Man Luo^1,2Xiaona Tian¹Li Li¹Guomei Zhang¹Wenzhi Liu¹Linlin Mei¹Haoran Li¹Hongjuan Li¹Dongmei Zhang¹Mengsi Zhou^1,2Cheng Xiao^3,4Jianping Ye^5,6Xiaofeng Yang^1*

• ¹Department of Obstetrics and Gynecology, Zhengzhou Central Hospital Affiliated to Zhengzhou University, Zhengzhou, China
• ²Zhengzhou Key Laboratory of Endocrine Metabolism and Immunity in Polycystic Ovary Syndrome, Zhengzhou, China
• ³Institute of Muscle Biology and Growth, Forschungsinstitut fur Nutztierbiologie (FBN), Dummerstorf, Germany
• ⁴Institute of Agricultural and Environmental Sciences, Universitat Rostock, Rostock, Germany
• ⁵Institute of Trauma and Metabolism, Zhengzhou Central Hospital Affiliated to Zhengzhou University, Zhengzhou, China
• ⁶Academy of Medical Sciences, Zhengzhou, China

Polycystic ovary syndrome (PCOS) is a common endocrine disorder characterized by elevated androgen levels and impaired follicular development. A hallmark of PCOS is the excessive proliferation of thecal cells (TCs), which are critical for androgen production. However, the molecular mechanisms underlying this aberrant cellular expansion remain incompletely understood.A DHEA-induced mouse model was used to recapitulate the hormonal and ovarian features of human PCOS. Spatial transcriptomics was employed to profile gene expression in ovarian tissue at cellular resolution. Differential expression analysis, pathway enrichment, and spatial co-localization were performed to identify regulatory networks. Functional assays were conducted in cultured TCs using siRNA-mediated knockdown of target genes, and cell proliferation and cell cycle progression were evaluated using EdU incorporation and flow cytometry.Spatial transcriptomic profiling revealed widespread transcriptional changes in the ovaries of PCOS mice, including a marked expansion of a TCs subpopulation with high Lrp2 expression. This subset exhibited enhanced activity in genes involved in androgen synthesis and cell cycle regulation.
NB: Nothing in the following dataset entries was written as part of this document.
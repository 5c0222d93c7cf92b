//! Perp Fleet
//!
//! Event-driven trading engine shared by backtests and live bots, plus an
//! orchestrator that runs many bots concurrently and restores them after a
//! restart.

pub mod backtest;
pub mod bot;
pub mod data;
pub mod db;
pub mod engine;
pub mod metrics;
pub mod models;
pub mod trading;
A signaling axis comprising Inhba, Smad2, and E2f4 was identified as a key regulator of this proliferative response, with all three genes co-expressed in the affected regions. Knockdown of any component of this axis significantly suppressed TCs proliferation in vitro, with the greatest effect observed upon Inhba silencing.The Inhba/Smad2/E2f4 axis contributes to thecal cell hyperplasia and androgen excess in PCOS, and may serve as a mechanistic entry point for further investigation into the regulation of TCs proliferation in this disorder.